| Ev Tebroke |
| 03.08.2026 17:35 Uhr |
Gegen Doc Morris und Co. gibt es bereits etliche Gerichtsurteile wegen illegaler Gutscheinwerbung im Arzneimittelsektor. / © Adobe Stock/Nitschmann, Hans-Joachim
Die ungebremste Boni-Praxis der Versender steht bei der Apothekerschaft schon lange in der Kritik. Neben Apothekerkammern, allen voran die Apothekerkammer Nordrhein (AKNR), geht auch die Freie Apothekerschaft (FA) vehement gegen dieses Verhalten vor. Mehrfach hatten Gerichte bestätigt, dass Versender wie Shop Apotheke oder Doc Morris mit Gutscheinwerbungen für Arzneimittel gegen das Heilmittelwerberecht verstoßen.

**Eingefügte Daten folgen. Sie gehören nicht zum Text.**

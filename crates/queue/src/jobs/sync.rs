//! Job sync task.

use serde::{Deserialize, Serialize};

/// Task asking a worker to sync one job with the vendor.
#[derive(Debug, Clone, PartialEq, Eq, Serialize, Deserialize)]
pub struct SyncJobTask {
    /// The job row ID.
    pub job_id: String,
}

impl SyncJobTask {
    /// Create a new sync task.
    #[must_use]
    pub const fn new(job_id: String) -> Self {
        Self { job_id }
    }
}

Zuletzt hatte etwa das Hamburger Landgericht einer Klage der FA gegen Doc Morris stattgegeben und den Versender wegen einer Rabattgutscheinaktion zur Unterlassung aufgefordert. Die FA hatte sich Ende Juni an den GKV-Spitzenverband gewandt und diesen auf Grundlage des Rahmenvertrags aufgefordert, wegen der laut Gerichtsurteilen illegalen Boni-Praxis eine Vertragsstrafe gegen Doc Morris auszusprechen. Schließlich sei spätestens seit der »Gutscheinwerbung II«-Entscheidung des Bundesgerichtshofs (BGH) vom 6. November 2025 – (I ZR 182/22) – klar, dass der betreffende niederländische Versender gegen das Werbeverbot des Heilmittelwerbegesetzes verstoßen habe, so die FA. Der Spitzenverband will aber nicht tätig werden und wiegelt ab.

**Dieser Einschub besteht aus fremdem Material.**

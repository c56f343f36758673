//! Database integration tests.
//!
//! These tests require a running `PostgreSQL` instance.
//! Run with: `cargo test --test db_integration -- --ignored`
//!
//! Environment variables:
//!   `TEST_DB_HOST` (default: localhost)
//!   `TEST_DB_PORT` (default: 5433)
//!   `TEST_DB_USER` (default: `locsync_test`)
//!   `TEST_DB_PASSWORD` (default: `locsync_test`)
//!   `TEST_DB_NAME` (default: `locsync_test`)

#![allow(clippy::unwrap_used)]

use std::time::Duration;

use chrono::Utc;
use locsync_common::IdGenerator;
use locsync_db::entities::job::{self, JobStatus};
use locsync_db::entities::job_translation;
use locsync_db::repositories::{
    JobRepository, ProjectRepository, ProjectSnapshot, TargetLocaleSnapshot,
};
use locsync_db::test_utils::{TestDatabase, TestDbConfig};
use sea_orm::{ConnectionTrait, DatabaseBackend, Set, Statement};

fn snapshot(locales: &[&str]) -> ProjectSnapshot {
    ProjectSnapshot {
        environment: "production".to_string(),
        account_uid: "acct".to_string(),
        project_uid: "abc123".to_string(),
        archived: false,
        name: "Website".to_string(),
        type_code: "APPLICATION_RESOURCES".to_string(),
        source_locale_id: "en-US".to_string(),
        source_locale_description: "English (United States)".to_string(),
        target_locales: locales
            .iter()
            .map(|l| TargetLocaleSnapshot {
                locale_id: (*l).to_string(),
                description: (*l).to_string(),
                enabled: true,
            })
            .collect(),
    }
}

async fn create_job(db: &TestDatabase, project_id: &str, hash: &str) -> job::Model {
    let id_gen = IdGenerator::new();
    let repo = JobRepository::new(db.conn.clone());
    let job_id = id_gen.generate();
    let now = Utc::now();
    let (job, _) = repo
        .create_with_translations(
            job::ActiveModel {
                id: Set(job_id.clone()),
                project_id: Set(project_id.to_string()),
                source_content_type: Set("page".to_string()),
                source_object_id: Set("42".to_string()),
                user_id: Set(None),
                name: Set(format!("test #{job_id}")),
                description: Set(String::new()),
                reference_number: Set(String::new()),
                due_date: Set(None),
                translation_job_uid: Set(String::new()),
                status: Set(JobStatus::Unsynced),
                first_synced_at: Set(None),
                last_synced_at: Set(None),
                file_uri: Set(String::new()),
                content_hash: Set(hash.to_string()),
                translations_imported_at: Set(None),
                created_at: Set(now.into()),
                updated_at: Set(now.into()),
            },
            vec![job_translation::ActiveModel {
                id: Set(id_gen.generate()),
                job_id: Set(job_id),
                translation_id: Set("t-fr".to_string()),
                locale: Set("fr".to_string()),
                imported_at: Set(None),
                created_at: Set(now.into()),
            }],
        )
        .await
        .unwrap();
    job
}

#[tokio::test]
#[ignore = "requires running PostgreSQL instance"]
async fn test_database_connection() {
    let config = TestDbConfig::default();
    let result = TestDatabase::with_config(config).await;
    assert!(result.is_ok(), "Failed to connect: {:?}", result.err());
}

#[tokio::test]
#[ignore = "requires running PostgreSQL instance"]
async fn test_snapshot_replaces_target_locales() {
    let db = TestDatabase::new().await.expect("Failed to connect");
    db.reset().await.unwrap();
    let repo = ProjectRepository::new(db.conn.clone());

    let (first, locales) = repo.save_snapshot(snapshot(&["de-DE", "fr-FR"])).await.unwrap();
    assert_eq!(locales.len(), 2);

    let (second, locales) = repo.save_snapshot(snapshot(&["fr-FR", "ja-JP"])).await.unwrap();
    assert_eq!(first.id, second.id);

    let stored = repo.find_target_locales(&second.id).await.unwrap();
    let ids: Vec<_> = stored.iter().map(|l| l.locale_id.as_str()).collect();
    assert_eq!(ids, vec!["fr-FR", "ja-JP"]);
    assert_eq!(locales.len(), 2);
}

#[tokio::test]
#[ignore = "requires running PostgreSQL instance"]
async fn test_check_constraint_rejects_unsynced_with_uid() {
    let db = TestDatabase::new().await.expect("Failed to connect");
    db.reset().await.unwrap();
    let projects = ProjectRepository::new(db.conn.clone());
    let (project, _) = projects.save_snapshot(snapshot(&["fr-FR"])).await.unwrap();
    let job = create_job(&db, &project.id, "hash").await;

    let result = db
        .conn
        .execute(Statement::from_string(
            DatabaseBackend::Postgres,
            format!(
                "UPDATE job SET translation_job_uid = 'uid' WHERE id = '{}'",
                job.id
            ),
        ))
        .await;

    assert!(result.is_err());
}

#[tokio::test]
#[ignore = "requires running PostgreSQL instance"]
async fn test_find_duplicate_respects_hash() {
    let db = TestDatabase::new().await.expect("Failed to connect");
    db.reset().await.unwrap();
    let projects = ProjectRepository::new(db.conn.clone());
    let (project, _) = projects.save_snapshot(snapshot(&["fr-FR"])).await.unwrap();
    let job = create_job(&db, &project.id, "hash-h").await;

    let repo = JobRepository::new(db.conn.clone());
    let same = repo.find_duplicate("page", "42", "hash-h").await.unwrap();
    assert_eq!(same.map(|j| j.id), Some(job.id));

    let changed = repo.find_duplicate("page", "42", "hash-h2").await.unwrap();
    assert!(changed.is_none());
}

#[tokio::test]
#[ignore = "requires running PostgreSQL instance"]
async fn test_row_lock_serializes_transactions() {
    let db = TestDatabase::new().await.expect("Failed to connect");
    db.reset().await.unwrap();
    let projects = ProjectRepository::new(db.conn.clone());
    let (project, _) = projects.save_snapshot(snapshot(&["fr-FR"])).await.unwrap();
    let job = create_job(&db, &project.id, "hash").await;

    let repo = JobRepository::new(db.conn.clone());
    let holder = repo.begin().await.unwrap();
    repo.lock_by_id(&holder, &job.id).await.unwrap().unwrap();

    let contender_repo = repo.clone();
    let job_id = job.id.clone();
    let contender = tokio::spawn(async move {
        let txn = contender_repo.begin().await.unwrap();
        let locked = contender_repo.lock_by_id(&txn, &job_id).await.unwrap();
        txn.commit().await.unwrap();
        locked
    });

    tokio::time::sleep(Duration::from_millis(200)).await;
    assert!(!contender.is_finished());

    holder.commit().await.unwrap();
    let locked = contender.await.unwrap();
    assert!(locked.is_some());
}

#[test]
fn test_config_from_env() {
    let config = TestDbConfig::default();
    assert!(!config.host.is_empty());
    assert!(config.port > 0);
    assert!(!config.username.is_empty());
    assert!(!config.database.is_empty());
}
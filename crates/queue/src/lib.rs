//! Background sync scheduling for locsync.
//!
//! - **Scheduler**: periodic tick over every job that still needs syncing
//! - **Dispatch**: run a sync in process or hand it to the Redis queue
//! - **Jobs / Workers**: the apalis task and the worker that consumes it

pub mod dispatch;
pub mod jobs;
pub mod scheduler;
pub mod workers;

pub use dispatch::{DispatchError, InlineDispatcher, RedisDispatcher, SyncDispatcher};
pub use jobs::*;
pub use scheduler::{SyncScheduler, TickReport};
pub use workers::*;
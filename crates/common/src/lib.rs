//! Common utilities and shared types for locsync.
//!
//! This crate provides foundational components used across all locsync crates:
//!
//! - **Configuration**: Application settings via [`Config`]
//! - **Error handling**: Unified error types via [`AppError`] and [`AppResult`]
//! - **ID Generation**: ULID-based unique identifiers via [`IdGenerator`]
//!
//! # Example
//!
//! ```no_run
//! use locsync_common::{Config, IdGenerator, AppResult};
//!
//! fn example() -> AppResult<()> {
//!     let config = Config::load()?;
//!     let id_gen = IdGenerator::new();
//!     println!("{} -> {}", config.smartling.project_id, id_gen.generate());
//!     Ok(())
//! }
//! ```

pub mod config;
pub mod error;
pub mod id;

pub use config::{
    CatalogConfig, Config, DatabaseConfig, LoggingConfig, QueueConfig, SchedulerConfig, SmartlingConfig,
    SmartlingEnvironment,
};
pub use error::{AppError, AppResult};
pub use id::IdGenerator;
//! Vendor API seam.
//!
//! The sync engine talks to the vendor through [`VendorApi`] so it can run
//! against the real [`SmartlingClient`] or an in-process stand-in.

use std::sync::Arc;

use async_trait::async_trait;
use locsync_smartling::{
    ClientError, CreateJobParams, JobDetails, JobList, ProjectDetails, SmartlingClient,
    TranslationsArchive,
};

/// Vendor operations used by the core services.
#[async_trait]
pub trait VendorApi: Send + Sync {
    /// Vendor project identifier.
    fn project_id(&self) -> &str;

    async fn get_project_details(&self) -> Result<ProjectDetails, ClientError>;

    async fn list_jobs(&self, name: Option<&str>) -> Result<JobList, ClientError>;

    async fn create_job(&self, params: &CreateJobParams) -> Result<JobDetails, ClientError>;

    /// Fails with [`ClientError::JobNotFound`] when the vendor no longer knows the job.
    async fn get_job_details(&self, job_uid: &str) -> Result<JobDetails, ClientError>;

    async fn create_batch(&self, job_uid: &str, file_uris: &[String])
    -> Result<String, ClientError>;

    async fn upload_file_to_batch(
        &self,
        batch_uid: &str,
        file_uri: &str,
        content: String,
        locale_ids_to_authorize: &[String],
    ) -> Result<(), ClientError>;

    async fn add_visual_context(
        &self,
        job_uid: &str,
        page_url: &str,
        html: Vec<u8>,
    ) -> Result<String, ClientError>;

    async fn download_translations(
        &self,
        file_uri: &str,
    ) -> Result<TranslationsArchive, ClientError>;
}

#[async_trait]
impl VendorApi for SmartlingClient {
    fn project_id(&self) -> &str {
        Self::project_id(self)
    }

    async fn get_project_details(&self) -> Result<ProjectDetails, ClientError> {
        Self::get_project_details(self).await
    }

    async fn list_jobs(&self, name: Option<&str>) -> Result<JobList, ClientError> {
        Self::list_jobs(self, name).await
    }

    async fn create_job(&self, params: &CreateJobParams) -> Result<JobDetails, ClientError> {
        Self::create_job(self, params).await
    }

    async fn get_job_details(&self, job_uid: &str) -> Result<JobDetails, ClientError> {
        Self::get_job_details(self, job_uid).await
    }

    async fn create_batch(
        &self,
        job_uid: &str,
        file_uris: &[String],
    ) -> Result<String, ClientError> {
        Self::create_batch(self, job_uid, file_uris).await
    }

    async fn upload_file_to_batch(
        &self,
        batch_uid: &str,
        file_uri: &str,
        content: String,
        locale_ids_to_authorize: &[String],
    ) -> Result<(), ClientError> {
        Self::upload_file_to_batch(self, batch_uid, file_uri, content, locale_ids_to_authorize)
            .await
    }

    async fn add_visual_context(
        &self,
        job_uid: &str,
        page_url: &str,
        html: Vec<u8>,
    ) -> Result<String, ClientError> {
        Self::add_visual_context(self, job_uid, page_url, html).await
    }

    async fn download_translations(
        &self,
        file_uri: &str,
    ) -> Result<TranslationsArchive, ClientError> {
        Self::download_translations(self, file_uri).await
    }
}

/// Type alias for a shared vendor.
pub type Vendor = Arc<dyn VendorApi>;
//! Sync event hooks.
//!
//! Events fire after the sync transaction commits. Handler failures are
//! logged by the engine and never undo a sync.

use std::sync::Arc;

use async_trait::async_trait;
use locsync_common::AppResult;
use locsync_db::entities::{job, job_translation};
use tracing::{debug, warn};

use super::landed_task::LandedTaskService;

/// Receives translation import events from the sync engine.
#[async_trait]
pub trait SyncEventHandler: Send + Sync {
    /// One translation of a job was imported.
    async fn translation_imported(
        &self,
        job: &job::Model,
        translation: &job_translation::Model,
    ) -> AppResult<()>;

    /// A sync imported at least one translation; `translations` lists all of them.
    async fn import_successful(
        &self,
        job: &job::Model,
        translations: &[job_translation::Model],
    ) -> AppResult<()>;
}

/// No-op handler.
pub struct NoOpEventHandler;

#[async_trait]
impl SyncEventHandler for NoOpEventHandler {
    async fn translation_imported(
        &self,
        _job: &job::Model,
        _translation: &job_translation::Model,
    ) -> AppResult<()> {
        Ok(())
    }

    async fn import_successful(
        &self,
        _job: &job::Model,
        _translations: &[job_translation::Model],
    ) -> AppResult<()> {
        Ok(())
    }
}

/// Forwards every event to each inner handler in order.
///
/// A failing handler is logged and does not stop the others.
#[derive(Default)]
pub struct FanOutEventHandler {
    handlers: Vec<SyncEventHandlerService>,
}

impl FanOutEventHandler {
    #[must_use]
    pub const fn new(handlers: Vec<SyncEventHandlerService>) -> Self {
        Self { handlers }
    }

    #[must_use]
    pub fn with(mut self, handler: SyncEventHandlerService) -> Self {
        self.handlers.push(handler);
        self
    }
}

#[async_trait]
impl SyncEventHandler for FanOutEventHandler {
    async fn translation_imported(
        &self,
        job: &job::Model,
        translation: &job_translation::Model,
    ) -> AppResult<()> {
        for handler in &self.handlers {
            if let Err(e) = handler.translation_imported(job, translation).await {
                warn!(job_id = %job.id, translation_id = %translation.translation_id, error = %e, "Translation imported handler failed");
            }
        }
        Ok(())
    }

    async fn import_successful(
        &self,
        job: &job::Model,
        translations: &[job_translation::Model],
    ) -> AppResult<()> {
        for handler in &self.handlers {
            if let Err(e) = handler.import_successful(job, translations).await {
                warn!(job_id = %job.id, error = %e, "Import successful handler failed");
            }
        }
        Ok(())
    }
}

/// Opens a landed translation task for every imported translation.
pub struct LandedTaskRecorder {
    tasks: LandedTaskService,
    enabled: bool,
}

impl LandedTaskRecorder {
    /// `enabled` mirrors the `add_approval_tasks` setting.
    #[must_use]
    pub const fn new(tasks: LandedTaskService, enabled: bool) -> Self {
        Self { tasks, enabled }
    }
}

#[async_trait]
impl SyncEventHandler for LandedTaskRecorder {
    async fn translation_imported(
        &self,
        job: &job::Model,
        translation: &job_translation::Model,
    ) -> AppResult<()> {
        if !self.enabled {
            debug!(job_id = %job.id, "Approval tasks disabled, not recording");
            return Ok(());
        }

        self.tasks
            .create(
                &job.source_content_type,
                &job.source_object_id,
                &translation.locale,
            )
            .await?;
        Ok(())
    }

    async fn import_successful(
        &self,
        _job: &job::Model,
        _translations: &[job_translation::Model],
    ) -> AppResult<()> {
        Ok(())
    }
}

/// Type alias for a shared event handler.
pub type SyncEventHandlerService = Arc<dyn SyncEventHandler>;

Wie die FA nun mitteilt, habe der Spitzenverband geantwortet, es bestehe kein Anlass dazu, eine Vertragsstrafe auszusprechen. Mit Verweis auf die Rechtsprechung des Bundessozialgerichts (BSG) werde dargelegt, Vertragsmaßnahmen nach § 129 Absatz 4 Satz 1 SGB V dienten allein dem Ziel, gesetzes- und vertragsuntreue Apotheker zur Einhaltung des vorgeschriebenen Abgabe- und Abrechnungsverfahrens zu bewegen (BSG vom 3. August 2006 – B 3 KR 6/06 R, Rn. 29 juris). Es bestehe indes kein Anlass zu der Annahme, dass der betreffende EU-Versender die angeführte Rechtsprechung in der Zukunft nicht achten werde. Rechtsfragen zu Gutscheinaktionen sollten im Übrigen – so der GKV-Spitzenverband – bei Bedarf von den hierfür zuständigen Wettbewerbsgerichten geklärt werden und nicht vom GKV-Spitzenverband.